I'm guessing that ++x would be translated by most compilers into the assembly 'INC' (increment) instruction mnemonic, which may or may not be faster than 'ADD'.
If a compiler optimises any code with a 'x + 1' to the increment instruction then there would be no difference.
Same goes for decrementing.
Note that this is just speculation. I don't know if any of this is what actually happens.
Assignment operators evaluate the l-value only once, which is an important thing to watch out for if it contains any side effects.
Eg.
array[i++] += 1;
will do the right thing.
Either of these attempts leads to all sorts of trouble.
array[i++] = array[i] + 1;
array[i++] = array[i++] + 1;
Doing it correctly the long way is hard work.
array[i] = array[i] + 1;
i = i + 1;
There would certainly be a big performance difference if you had
array[someFuncReturningIndex()] += 1;
because the function would only be called once.
@Salem: good use of fonts :p
Just an FYI,
I read about the origin of "C", and how the compiler favored the reigning hardware platform of that time - PDP family of minis. So the post-increments and similar had a reason for being part of the language. There were native machine instructions of that ilk: access-then-increment. I haven't encountered any micro processors which had similar instructions but then again, the desired effect can be achieved with two instructions at most.

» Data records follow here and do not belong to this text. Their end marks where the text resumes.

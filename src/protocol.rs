// Parties: Compiler, TrustedSetup, Prover, Verifier
//
// Circuit(arguments) -> outputs
// R1CS: Circuit(private, public) =?= outputs
//
// 1. Compiler
//     Source -> CompiledArtifact (program, provenance)
//
// 2. TrustedSetup
//     CompiledArtifact -> R1CS
//     R1CS -> Gens
//     R1CS, Gens -> Commitment            (spartan-snark only)
//     => ProvingKey, VerificationKey
//
// 3. Prover
//     CompiledArtifact, Arguments -> Witness (vars, public statement)
//     ProvingKey, Witness -> Proof
//
// 4. Verifier
//     VerificationKey, Proof, public statement -> accept / reject
use std::{
    fmt,
    panic::{catch_unwind, AssertUnwindSafe},
    sync::Arc,
    time::Instant,
};

use curve25519_dalek::Scalar;
use libspartan::{
    ComputationCommitment, ComputationDecommitment, Instance, NIZKGens, SNARKGens, NIZK, SNARK,
};
use merlin::Transcript;
use once_cell::sync::OnceCell;
use serde::{Deserialize, Serialize};
use tracing::{debug, info, warn};

use crate::{
    artifact::CompiledArtifact,
    cancel::CancellationToken,
    catalog::CircuitDefinition,
    compiler::compile_source,
    config::ProofSystem,
    error::{PipelineError, Result, Stage},
    provenance::{Digest, Hasher, Provenance, COMPILER_VERSION},
    r1cs::{into_r1cs, R1csShape, R1CS},
    witness::{self, Argument, Witness},
};

/// The proving capability the pipeline drives. Provenance checks between stages
/// are the pipeline's job; implementations only transform their inputs.
pub trait ProvingBackend: Send + Sync {
    /// Versioned identity, recorded as the compiler version of every artifact.
    fn id(&self) -> &str;

    fn supports(&self, proof_system: ProofSystem) -> bool;

    fn compile(
        &self,
        definition: &CircuitDefinition,
        proof_system: ProofSystem,
        comparison_bits: u32,
        cancel: &CancellationToken,
    ) -> Result<CompiledArtifact>;

    fn compute_witness(&self, artifact: &CompiledArtifact, arguments: &[Argument])
        -> Result<Witness>;

    fn setup(&self, artifact: &CompiledArtifact, cancel: &CancellationToken) -> Result<KeyPair>;

    fn prove(&self, artifact: &CompiledArtifact, witness: &Witness, key: &ProvingKey)
        -> Result<Proof>;

    fn verify(&self, key: &VerificationKey, proof: &Proof, public_inputs: &[Scalar])
        -> Result<bool>;
}

enum ProverMaterial {
    Snark {
        gens: Arc<SNARKGens>,
        comm: Arc<ComputationCommitment>,
        decomm: Arc<ComputationDecommitment>,
    },
    Nizk {
        gens: Arc<NIZKGens>,
    },
}

enum VerifierMaterial {
    Snark {
        gens: Arc<SNARKGens>,
        comm: Arc<ComputationCommitment>,
    },
    Nizk {
        gens: Arc<NIZKGens>,
        instance: Arc<Instance>,
    },
}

Both VAX (32-bit version of PDP-11 really) and 68000 have post-increment and pre-decrement versions of it's instruction set. I'm fairly sure that ARM's instructions also matches the C language fairly well with it's STR/LDR instructions when setting the P and W bits to one of the instruction.
--
Mats
Thank you! I stand corrected. I forgot about Motorolas. Never could wrap my head around 6800, 68000 addressing, registers, but probably the assembly syntax turned me off most of all. I'm a Zilog/Intel guy myself. :)
It doesn't? How do you set it to increment by something else?Quote:
x++ doesn't mean that the increment value is 1, it can be anything
>> x++ doesn't mean that the increment value is 1, it can be anything, so the use of something like "INC" is a very special case.
Well, the only other case is in pointer arithmetic, where the increment means "advance sizeof(type) bytes from this offset". Besides that, though, I can't think of any other possible forms.
Back to the original question... even in the case of pointer arithmetic a++ and a+=1 would still be equivalent. If a compiler generates markedly different machine code which varies in execution times, then shame on it!
Yes Sebastiani, I was referring to pointer arithmetic which I think it is important to mention, since the ++ operator comes from the PDP 11 autoincrement mode : (Rn)+ (see Department of Computer Science - PDP-11 - Don S. Bidulock).
Often the question asked is "which is faster, x++ or x += 1 ?". In that case it's important to remember that "1" can be any other value (since an incrementer != adder).